Josh Widdicombe review – the fine art of whingeing

Everyday struggle … Josh Widdicombe.
Everyday struggle … Josh Widdicombe. Photograph: Carla Speight/Getty Images

‘I realise that this show is me complaining a lot,” says Josh Widdicombe, “but that is what my job is.” I’m not sure “complaining” quite covers the possibilities of standup comedy. But it accounts for most of what Widdicombe does on stage. And it limits him: there are points in his touring show Bit Much when the peevishness feels mechanical, more affectation than authentic. A change of tone would be welcome. But then again, he does peevishness so very well. The show may be short on variety, but it’s not short on laughs.
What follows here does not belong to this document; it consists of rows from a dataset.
//! Academic calendar fixtures

/// Path the fetcher requests for an academic year under the mock server
pub fn calendar_path(label: &str) -> String {
    format!("/_files/SCI-tab/{}-academic-calendar.ics", label)
}

/// Build an iCalendar document from `(summary, YYYYMMDD)` pairs
///
/// Events get sequential UIDs in the order given.
pub fn ics(events: &[(&str, &str)]) -> String {
    let mut out = String::from(
        "BEGIN:VCALENDAR\r\nVERSION:2.0\r\nPRODID:-//Test Registrar//Academic Calendar//EN\r\n",
    );
    for (i, (summary, date)) in events.iter().enumerate() {
        out.push_str("BEGIN:VEVENT\r\n");
        out.push_str(&format!("UID:event-{}@registrar.test\r\n", i));
        out.push_str(&format!("DTSTART;VALUE=DATE:{}\r\n", date));
        out.push_str(&format!("SUMMARY:{}\r\n", summary));
        out.push_str("END:VEVENT\r\n");
    }
    out.push_str("END:VCALENDAR\r\n");
    out
}

/// Every quarter of the 2024-2025 academic year plus the usual holidays
pub fn academic_year_2024_events() -> Vec<(&'static str, &'static str)> {
    vec![
        ("Instruction Begins - Fall Quarter", "20240926"),
        ("Fifteenth Day of Instruction - Fall Quarter", "20241016"),
        ("Veterans Day", "20241111"),
        ("Thanksgiving Holiday", "20241128"),
        ("Instruction Ends - Fall Quarter", "20241213"),
        ("Instruction Begins - Winter Quarter", "20250106"),
        ("Martin Luther King Jr. Day", "20250120"),
        ("Presidents' Day", "20250217"),
        ("Instruction Ends - Winter Quarter", "20250314"),
        ("Instruction Begins - Spring Quarter", "20250331"),
        ("Memorial Day", "20250526"),
        ("Instruction Ends - Spring Quarter", "20250606"),
        ("Instruction Begins - Summer Session I", "20250630"),
        ("Independence Day", "20250704"),
        ("Instruction Ends - Summer Session II", "20250906"),
    ]
}

/// Placeholder page the calendar host serves for unpublished years
pub const NOT_PUBLISHED_HTML: &str = "<!DOCTYPE html>\n<html lang=\"en\">\n<head><title>Academic Calendar</title></head>\n<body><p>This calendar has not been published yet.</p></body>\n</html>\n";
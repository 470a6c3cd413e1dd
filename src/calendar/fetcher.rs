//! Downloading academic calendar documents

use super::document::CalendarDocument;
use crate::config::CalendarConfig;
use crate::error::{Error, Result};
use crate::types::{AcademicYear, Term};
use async_trait::async_trait;
use reqwest::StatusCode;
use tracing::debug;

/// Source of decoded academic calendar documents
///
/// The quarter pipeline only talks to this trait, so production code can use
/// [`CalendarFetcher`] while tests substitute scripted sources.
#[async_trait]
pub trait CalendarSource: Send + Sync {
    /// Fetch and decode the calendar covering `term` of calendar year `year`
    ///
    /// # Errors
    ///
    /// - [`Error::NotFound`] if no document exists for the academic year
    /// - [`Error::NotPublished`] if the remote served a placeholder page
    /// - [`Error::Fetch`] on transport failure, timeout or unexpected status
    /// - [`Error::Parse`] if the document cannot be decoded
    async fn fetch_calendar(&self, term: Term, year: i32) -> Result<CalendarDocument>;
}

/// Fetches calendar documents over HTTP
///
/// One GET per call, bounded by the configured timeout. No retries.
#[derive(Debug, Clone)]
pub struct CalendarFetcher {
    /// HTTP client with timeout and user agent preset
    http_client: reqwest::Client,

    /// Source location and request settings
    config: CalendarConfig,
}

impl CalendarFetcher {
    /// Create a fetcher for the given configuration
    ///
    /// # Errors
    /// Returns [`Error::Config`] if the configuration is invalid or the HTTP
    /// client cannot be created
    pub fn new(config: CalendarConfig) -> Result<Self> {
        config.validate()?;

        let http_client = reqwest::Client::builder()
            .timeout(config.timeout)
            .user_agent(config.user_agent.as_str())
            .build()
            .map_err(|e| Error::Config {
                message: format!("failed to create HTTP client: {}", e),
                key: None,
            })?;

        Ok(Self {
            http_client,
            config,
        })
    }

    /// Download the raw calendar text for an academic year
    pub async fn fetch_text(&self, academic_year: AcademicYear) -> Result<String> {
        let url = self.config.calendar_url(academic_year);
        debug!(%url, %academic_year, "fetching academic calendar");

        let response = self.http_client.get(&url).send().await?;

        let status = response.status();
        if status == StatusCode::NOT_FOUND {
            return Err(Error::NotFound {
                academic_year: academic_year.to_string(),
            });
        }
        if !status.is_success() {
            return Err(Error::Fetch(format!(
                "request failed with status code {}",
                status.as_u16()
            )));
        }

        let body = response.text().await?;

        if is_html_placeholder(&body) {
            return Err(Error::NotPublished {
                academic_year: academic_year.to_string(),
            });
        }

        debug!(%academic_year, bytes = body.len(), "academic calendar downloaded");
        Ok(body)
    }
}

#[async_trait]
impl CalendarSource for CalendarFetcher {
    async fn fetch_calendar(&self, term: Term, year: i32) -> Result<CalendarDocument> {
        let body = self.fetch_text(AcademicYear::for_term(term, year)).await?;
        CalendarDocument::parse(&body)
    }
}

/// The calendar host answers unpublished years with an HTML page and 200 OK
fn is_html_placeholder(body: &str) -> bool {
    body.to_ascii_lowercase().contains("<!doctype html>")
}

#[allow(clippy::unwrap_used, clippy::expect_used)]
#[cfg(test)]
mod tests {
    use super::*;
    use std::time::Duration;
    use wiremock::matchers::{header, method, path};
    use wiremock::{Mock, MockServer, ResponseTemplate};

    const MINIMAL_ICS: &str = "BEGIN:VCALENDAR\r\n\
VERSION:2.0\r\n\
BEGIN:VEVENT\r\n\
UID:begin\r\n\
DTSTART;VALUE=DATE:20250106\r\n\
SUMMARY:Instruction Begins - Winter Quarter\r\n\
END:VEVENT\r\n\
END:VCALENDAR\r\n";

    fn fetcher_for(server: &MockServer) -> CalendarFetcher {
        CalendarFetcher::new(CalendarConfig {
            base_url: format!("{}/_files/SCI-tab", server.uri()),
            timeout: Duration::from_millis(500),
            ..Default::default()
        })
        .unwrap()
    }

    #[tokio::test]
    async fn fetches_calendar_for_the_terms_academic_year() {
        let server = MockServer::start().await;
        Mock::given(method("GET"))
            .and(path("/_files/SCI-tab/2024-2025-academic-calendar.ics"))
            .and(header(
                "user-agent",
                "Mozilla/5.0 (compatible; WebRegExport/1.0)",
            ))
            .respond_with(ResponseTemplate::new(200).set_body_string(MINIMAL_ICS))
            .expect(1)
            .mount(&server)
            .await;

        let doc = fetcher_for(&server)
            .fetch_calendar(Term::Winter, 2025)
            .await
            .unwrap();

        assert_eq!(doc.len(), 1);
        assert_eq!(
            doc.get("begin").unwrap().summary_text(),
            "Instruction Begins - Winter Quarter"
        );
    }

    #[tokio::test]
    async fn not_found_names_the_academic_year() {
        let server = MockServer::start().await;
        Mock::given(method("GET"))
            .respond_with(ResponseTemplate::new(404))
            .mount(&server)
            .await;

        let err = fetcher_for(&server)
            .fetch_calendar(Term::Fall, 2031)
            .await
            .unwrap_err();

        match err {
            Error::NotFound { academic_year } => assert_eq!(academic_year, "2031-2032"),
            other => panic!("expected NotFound, got {other:?}"),
        }
    }

    #[tokio::test]
    async fn html_placeholder_means_not_published() {
        let server = MockServer::start().await;
        Mock::given(method("GET"))
            .respond_with(
                ResponseTemplate::new(200)
                    .set_body_string("<!DOCTYPE html>\n<html><body>Coming soon</body></html>"),
            )
            .mount(&server)
            .await;

        let err = fetcher_for(&server)
            .fetch_calendar(Term::Spring, 2027)
            .await
            .unwrap_err();

        assert!(
            matches!(err, Error::NotPublished { ref academic_year } if academic_year == "2026-2027"),
            "{err:?}"
        );
    }

    #[tokio::test]
    async fn server_error_is_a_fetch_error() {
        let server = MockServer::start().await;
        Mock::given(method("GET"))
            .respond_with(ResponseTemplate::new(500))
            .mount(&server)
            .await;

        let err = fetcher_for(&server)
            .fetch_calendar(Term::Fall, 2024)
            .await
            .unwrap_err();

        assert!(
            matches!(err, Error::Fetch(ref msg) if msg.contains("500")),
            "{err:?}"
        );
    }

    #[tokio::test]
    async fn slow_response_times_out_as_fetch_error() {
        let server = MockServer::start().await;
        Mock::given(method("GET"))
            .respond_with(
                ResponseTemplate::new(200)
                    .set_body_string(MINIMAL_ICS)
                    .set_delay(Duration::from_secs(3)),
            )
            .mount(&server)
            .await;

        let err = fetcher_for(&server)
            .fetch_calendar(Term::Fall, 2024)
            .await
            .unwrap_err();

        assert!(matches!(err, Error::Fetch(_)), "{err:?}");
    }

    #[tokio::test]
    async fn malformed_body_is_a_parse_error() {
        let server = MockServer::start().await;
        Mock::given(method("GET"))
            .respond_with(ResponseTemplate::new(200).set_body_string("garbage"))
            .mount(&server)
            .await;

        let err = fetcher_for(&server)
            .fetch_calendar(Term::Fall, 2024)
            .await
            .unwrap_err();

        assert!(matches!(err, Error::Parse(_)), "{err:?}");
    }

    #[test]
    fn invalid_config_is_rejected() {
        let err = CalendarFetcher::new(CalendarConfig {
            base_url: "nope".into(),
            ..Default::default()
        })
        .unwrap_err();
        assert!(matches!(err, Error::Config { .. }));
    }

    #[test]
    fn html_detection_ignores_case() {
        assert!(is_html_placeholder("<!doctype html><html></html>"));
        assert!(!is_html_placeholder(MINIMAL_ICS));
    }
}
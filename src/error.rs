//! Error types for quarter-calendar
//!
//! This module provides:
//! - The crate-wide [`Error`] enum covering every failure of the quarter pipeline
//! - HTTP status code mapping for the web layer that embeds the crate
//! - Structured error responses with machine-readable error codes

use crate::types::Term;
use serde::{Deserialize, Serialize};
use thiserror::Error;

/// Result type alias for quarter-calendar operations
pub type Result<T> = std::result::Result<T, Error>;

/// Main error type for quarter-calendar
#[derive(Debug, Error)]
pub enum Error {
    /// Configuration error with context about which setting is invalid
    #[error("configuration error: {message}")]
    Config {
        /// Human-readable error message describing the configuration issue
        message: String,
        /// The configuration key that caused the error (e.g., "base_url")
        key: Option<String>,
    },

    /// The remote served a placeholder page instead of calendar data
    #[error("calendar not available for {academic_year}")]
    NotPublished {
        /// Academic year label (e.g. "2026-2027")
        academic_year: String,
    },

    /// The remote has no calendar document for the academic year
    #[error("calendar not found for {academic_year}")]
    NotFound {
        /// Academic year label (e.g. "2026-2027")
        academic_year: String,
    },

    /// Transport failure, timeout or unexpected HTTP status
    #[error("failed to fetch calendar: {0}")]
    Fetch(String),

    /// The calendar document could not be decoded
    #[error("failed to parse calendar: {0}")]
    Parse(String),

    /// The document did not contain instruction begin/end markers for the term
    #[error("could not find {term} {year} dates in calendar")]
    MissingDates {
        /// The term that was searched for
        term: Term,
        /// Calendar year of the term
        year: i32,
    },

    /// The term's instruction end precedes its instruction start
    #[error("{term} {year} instruction ends before it begins")]
    InvertedWindow {
        /// The term that was searched for
        term: Term,
        /// Calendar year of the term
        year: i32,
    },
}

impl Error {
    /// Shorthand for a configuration error on a specific key
    pub fn config(key: impl Into<String>, message: impl Into<String>) -> Self {
        Error::Config {
            message: message.into(),
            key: Some(key.into()),
        }
    }
}

impl From<reqwest::Error> for Error {
    fn from(e: reqwest::Error) -> Self {
        Error::Fetch(e.to_string())
    }
}

impl From<ical::parser::ParserError> for Error {
    fn from(e: ical::parser::ParserError) -> Self {
        Error::Parse(e.to_string())
    }
}

/// API error response format
///
/// The web layer returns this body when a quarter lookup fails.
///
/// # Example JSON Response
///
/// ```json
/// {
///   "error": {
///     "code": "calendar_not_found",
///     "message": "calendar not found for 2026-2027",
///     "details": {
///       "academic_year": "2026-2027"
///     }
///   }
/// }
/// ```
#[derive(Debug, Clone, Serialize, Deserialize)]
pub struct ApiError {
    /// The error details
    pub error: ErrorDetail,
}

/// Detailed error information for API responses
#[derive(Debug, Clone, Serialize, Deserialize)]
pub struct ErrorDetail {
    /// Machine-readable error code (e.g., "calendar_not_found")
    pub code: String,

    /// Human-readable error message
    pub message: String,

    /// Optional additional context about the error
    #[serde(skip_serializing_if = "Option::is_none")]
    pub details: Option<serde_json::Value>,
}

impl ApiError {
    /// Create a new API error with code and message
    pub fn new(code: impl Into<String>, message: impl Into<String>) -> Self {
        Self {
            error: ErrorDetail {
                code: code.into(),
                message: message.into(),
                details: None,
            },
        }
    }

    /// Attach structured context to the error
    pub fn with_details(mut self, details: serde_json::Value) -> Self {
        self.error.details = Some(details);
        self
    }

    /// Create a "quarter not found" error for an unknown quarter key
    pub fn quarter_not_found(key: impl Into<String>) -> Self {
        let key = key.into();
        Self::new("quarter_not_found", format!("quarter {} not found", key))
            .with_details(serde_json::json!({ "quarter": key }))
    }
}

/// Convert errors to HTTP status codes for API responses
pub trait ToHttpStatus {
    /// Get the HTTP status code for this error
    fn status_code(&self) -> u16;

    /// Get the machine-readable error code
    fn error_code(&self) -> &str;
}

impl ToHttpStatus for Error {
    fn status_code(&self) -> u16 {
        match self {
            Error::Config { .. } => 500,
            Error::NotFound { .. } => 404,
            Error::MissingDates { .. } | Error::InvertedWindow { .. } => 422,
            // upstream calendar host misbehaved
            Error::Fetch(_) | Error::Parse(_) => 502,
            Error::NotPublished { .. } => 503,
        }
    }

    fn error_code(&self) -> &str {
        match self {
            Error::Config { .. } => "config_error",
            Error::NotPublished { .. } => "calendar_not_published",
            Error::NotFound { .. } => "calendar_not_found",
            Error::Fetch(_) => "calendar_fetch_failed",
            Error::Parse(_) => "calendar_parse_failed",
            Error::MissingDates { .. } => "quarter_dates_missing",
            Error::InvertedWindow { .. } => "quarter_window_inverted",
        }
    }
}

impl From<&Error> for ApiError {
    fn from(error: &Error) -> Self {
        let details = match error {
            Error::Config { key: Some(key), .. } => Some(serde_json::json!({ "key": key })),
            Error::NotPublished { academic_year } | Error::NotFound { academic_year } => {
                Some(serde_json::json!({ "academic_year": academic_year }))
            }
            Error::MissingDates { term, year } | Error::InvertedWindow { term, year } => {
                Some(serde_json::json!({ "quarter": term.key(*year) }))
            }
            _ => None,
        };

        let api = ApiError::new(error.error_code(), error.to_string());
        match details {
            Some(details) => api.with_details(details),
            None => api,
        }
    }
}

impl From<Error> for ApiError {
    fn from(error: Error) -> Self {
        ApiError::from(&error)
    }
}
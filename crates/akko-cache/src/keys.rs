//! Cache names, key conventions and TTL constants.
//!
//! Keys are `<domain>:<qualifier>` strings (e.g. `detail:42`, `tree:0`). The
//! cache never parses them; these helpers only keep callers consistent.

use std::fmt::Display;

/// Separator between key segments.
pub const KEY_SEPARATOR: &str = ":";

/// Global prefix for keys in the distributed tier.
pub const DEFAULT_KEY_PREFIX: &str = "backend";

/// Logical cache names.
pub mod names {
    pub const USER: &str = "user";
    pub const ROLE: &str = "role";
    pub const PERMISSION: &str = "permission";
    pub const MENU: &str = "menu";
    pub const DICTIONARY: &str = "dictionary";
    pub const CONFIG: &str = "config";

    /// Every name the reference policy table knows about.
    pub const ALL: [&str; 6] = [USER, ROLE, PERMISSION, MENU, DICTIONARY, CONFIG];
}

/// TTL constants in seconds.
pub mod ttl {
    pub const DEFAULT_SECS: u64 = 1800;
    pub const SHORT_SECS: u64 = 300;
    pub const LONG_SECS: u64 = 3600;
    /// Lifetime of an explicitly cached absence.
    pub const NULL_SECS: u64 = 60;
}

/// Join a domain and a qualifier into a cache key.
#[inline]
pub fn cache_key(domain: &str, qualifier: impl Display) -> String {
    format!("{domain}{KEY_SEPARATOR}{qualifier}")
}

/// `detail:<id>` in the `user` cache.
pub fn user_detail(user_id: impl Display) -> String {
    cache_key("detail", user_id)
}

/// `permission:<id>` in the `user` cache.
pub fn user_permissions(user_id: impl Display) -> String {
    cache_key("permission", user_id)
}

/// `role:<id>` in the `user` cache.
pub fn user_roles(user_id: impl Display) -> String {
    cache_key("role", user_id)
}

/// `menu:<id>` in the `user` cache.
pub fn user_menus(user_id: impl Display) -> String {
    cache_key("menu", user_id)
}

/// `permission:<id>` in the `role` cache.
pub fn role_permissions(role_id: impl Display) -> String {
    cache_key("permission", role_id)
}

/// `tree:<root>` in the `menu` or `role` cache.
pub fn tree(root_id: impl Display) -> String {
    cache_key("tree", root_id)
}

/// `item:<code>` in the `dictionary` cache.
pub fn dictionary_item(code: impl Display) -> String {
    cache_key("item", code)
}

/// `system:<key>` in the `config` cache.
pub fn system_config(key: impl Display) -> String {
    cache_key("system", key)
}

/// `feature:<key>` in the `config` cache.
pub fn feature_toggle(key: impl Display) -> String {
    cache_key("feature", key)
}

/// Namespace of a cache in the distributed tier: `<global prefix>:<name>`.
pub fn namespace(global_prefix: &str, cache_name: &str) -> String {
    cache_key(global_prefix, cache_name)
}

/// Characters with special meaning in a Redis `MATCH` pattern.
const GLOB_CHARS: [char; 5] = ['*', '?', '[', ']', '\\'];

/// Check that `name` can be used as a cache name.
///
/// A name becomes one segment of the distributed-tier namespace, so it must
/// not contain the key separator, glob characters or whitespace.
pub fn validate_cache_name(name: &str) -> Result<(), String> {
    if name.is_empty() {
        return Err("cache name must not be empty".into());
    }
    if name.contains(KEY_SEPARATOR) {
        return Err(format!("cache name '{name}' must not contain '{KEY_SEPARATOR}'"));
    }
    if let Some(c) = name
        .chars()
        .find(|c| GLOB_CHARS.contains(c) || c.is_whitespace())
    {
        return Err(format!("cache name '{name}' must not contain {c:?}"));
    }
    Ok(())
}

/// Escape `text` so a Redis `MATCH` pattern treats it literally.
pub fn escape_glob(text: &str) -> String {
    let mut escaped = String::with_capacity(text.len());
    for c in text.chars() {
        if GLOB_CHARS.contains(&c) {
            escaped.push('\\');
        }
        escaped.push(c);
    }
    escaped
}

#[cfg(test)]
mod tests {
    use super::*;

    #[test]
    fn test_key_builders() {
        assert_eq!(user_detail(42), "detail:42");
        assert_eq!(tree(0), "tree:0");
        assert_eq!(dictionary_item("gender"), "item:gender");
        assert_eq!(feature_toggle("audit"), "feature:audit");
        assert_eq!(namespace(DEFAULT_KEY_PREFIX, names::USER), "backend:user");
    }

    #[test]
    fn test_cache_name_validation() {
        for name in names::ALL {
            assert!(validate_cache_name(name).is_ok());
        }
        assert!(validate_cache_name("audit_log").is_ok());
        assert!(validate_cache_name("").is_err());
        assert!(validate_cache_name("user:archive").is_err());
        assert!(validate_cache_name("a*").is_err());
        assert!(validate_cache_name("u?er").is_err());
        assert!(validate_cache_name("[ab]").is_err());
        assert!(validate_cache_name("my cache").is_err());
    }

    #[test]
    fn test_escape_glob() {
        assert_eq!(escape_glob("backend:user"), "backend:user");
        assert_eq!(escape_glob("a*b?[c]"), r"a\*b\?\[c\]");
        assert_eq!(escape_glob(r"x\y"), r"x\\y");
    }

    #[test]
    fn test_ttl_ordering() {
        assert!(ttl::NULL_SECS < ttl::SHORT_SECS);
        assert!(ttl::SHORT_SECS < ttl::DEFAULT_SECS);
        assert!(ttl::DEFAULT_SECS < ttl::LONG_SECS);
    }
}
use std::collections::BTreeMap;
use std::time::Duration;

use serde::{Deserialize, Serialize};

use crate::keys;
use crate::policy::{CachePolicy, PolicyTable};
use crate::tier::ValueCodec;

/// Cache subsystem configuration.
#[derive(Debug, Clone, Serialize, Deserialize)]
pub struct CacheSettings {
    /// Compose the local tier in front of the distributed tier.
    /// When false only the distributed tier is used (local tier as fallback).
    /// Default: true
    #[serde(default = "default_multi_level")]
    pub multi_level: bool,

    /// Global prefix for distributed-tier keys
    #[serde(default = "default_key_prefix")]
    pub key_prefix: String,

    /// Lifetime of cached absences in the local tier, in seconds
    #[serde(default = "default_null_ttl_secs")]
    pub null_ttl_secs: u64,

    /// Distributed tier (Redis) connection
    #[serde(default)]
    pub redis: RedisConfig,

    /// Per-cache overrides of the reference policy table
    #[serde(default)]
    pub policies: BTreeMap<String, PolicyOverride>,
}

fn default_multi_level() -> bool {
    true
}

fn default_key_prefix() -> String {
    keys::DEFAULT_KEY_PREFIX.to_string()
}

fn default_null_ttl_secs() -> u64 {
    keys::ttl::NULL_SECS
}

impl Default for CacheSettings {
    fn default() -> Self {
        Self {
            multi_level: default_multi_level(),
            key_prefix: default_key_prefix(),
            null_ttl_secs: default_null_ttl_secs(),
            redis: RedisConfig::default(),
            policies: BTreeMap::new(),
        }
    }
}

impl CacheSettings {
    /// Reference table with the configured overrides applied.
    pub fn policy_table(&self) -> PolicyTable {
        let base = PolicyTable::standard(self.key_prefix.clone())
            .with_null_ttl(Duration::from_secs(self.null_ttl_secs));

        self.policies.iter().fold(base, |table, (name, overrides)| {
            let policy = overrides.apply(table.policy_for(name));
            table.with_policy(policy)
        })
    }

    pub fn validate(&self) -> Result<(), String> {
        if self.null_ttl_secs == 0 {
            return Err("cache.null_ttl_secs must be > 0".into());
        }
        if self.redis.enabled {
            if self.redis.url.is_empty() {
                return Err("cache.redis.url must not be empty".into());
            }
            if self.redis.pool_size == 0 {
                return Err("cache.redis.pool_size must be > 0".into());
            }
            if self.redis.timeout_ms == 0 {
                return Err("cache.redis.timeout_ms must be > 0".into());
            }
        }
        self.policy_table().validate()
    }
}

/// Redis configuration for the distributed tier
#[derive(Debug, Clone, Serialize, Deserialize)]
pub struct RedisConfig {
    /// Enable Redis (gracefully degrades without it)
    /// Default: false (local tier only)
    #[serde(default = "default_redis_enabled")]
    pub enabled: bool,

    /// Redis connection URL (e.g., "redis://localhost:6379")
    #[serde(default = "default_redis_url")]
    pub url: String,

    /// Connection pool size
    #[serde(default = "default_redis_pool_size")]
    pub pool_size: usize,

    /// Connection and command timeout in milliseconds
    #[serde(default = "default_redis_timeout_ms")]
    pub timeout_ms: u64,

    /// Value encoding ("json" or "msgpack")
    #[serde(default)]
    pub codec: ValueCodec,
}

fn default_redis_enabled() -> bool {
    false
}

fn default_redis_url() -> String {
    "redis://localhost:6379".to_string()
}

fn default_redis_pool_size() -> usize {
    10
}

fn default_redis_timeout_ms() -> u64 {
    2000
}

impl Default for RedisConfig {
    fn default() -> Self {
        Self {
            enabled: default_redis_enabled(),
            url: default_redis_url(),
            pool_size: default_redis_pool_size(),
            timeout_ms: default_redis_timeout_ms(),
            codec: ValueCodec::default(),
        }
    }
}

impl RedisConfig {
    pub fn timeout(&self) -> Duration {
        Duration::from_millis(self.timeout_ms)
    }
}

/// Per-cache policy override. Unset fields keep the table value.
#[derive(Debug, Clone, Default, Serialize, Deserialize)]
pub struct PolicyOverride {
    #[serde(default)]
    pub key_prefix: Option<String>,
    #[serde(default)]
    pub local_max_entries: Option<u64>,
    #[serde(default)]
    pub local_ttl_secs: Option<u64>,
    #[serde(default)]
    pub distributed_ttl_secs: Option<u64>,
    #[serde(default)]
    pub cache_null_values: Option<bool>,
}

impl PolicyOverride {
    pub fn apply(&self, mut policy: CachePolicy) -> CachePolicy {
        if let Some(prefix) = &self.key_prefix {
            policy.key_prefix = prefix.clone();
        }
        if let Some(max) = self.local_max_entries {
            policy.local_max_entries = max;
        }
        if let Some(secs) = self.local_ttl_secs {
            policy.local_ttl = Duration::from_secs(secs);
        }
        if let Some(secs) = self.distributed_ttl_secs {
            policy.distributed_ttl = Duration::from_secs(secs);
        }
        if let Some(enabled) = self.cache_null_values {
            policy.cache_null_values = enabled;
        }
        policy
    }
}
None of them are Widdicombe’s: he raises barely a ghost of a smile throughout. Deadpan isn’t the word, his protests – at vegetable delivery boxes, advent calendars, canapes – are too agitated for that. His voice escalates, higher and squeakier, with his alarm. But the unflickering expression – part sternly disapproving, part stupefied at the world’s illogic – is part of the joke, too.

His gaze never elevates above the everyday, as driving tests, Deliveroo and – now he’s a dad – baby monitors are given the observational comedy treatment. It’s always a notch above “have you ever noticed …?”, and at his best, The Last Leg man develops his irritation with the mundane into arresting visions, like the 2D baby detected by the 3D scan or the mass exodus from an overpopulated WhatsApp group, “like when the Berlin Wall came down.” One lovely routine on the opening hours of his local park makes not just hay but whole haystacks with the idea of “dusk”, while wielding the word itself, over and over, like the most ticklish of comic instruments.

There are big laughs, too, in his closing set-piece on weddings. But the returns – and the credibility – diminish as we realise the routine will work through every single wedding-day convention, expressing equal vexation at all of them. It’s not the only instance where Widdicombe’s exaggerated dismay feels too much like a professional requirement. But if now and then he’s going through the motions, well, they’re always very funny motions to go through.

  • At Ulster Hall, Belfast, on 19 October and Dublin Olympia on 20 October. Then touring.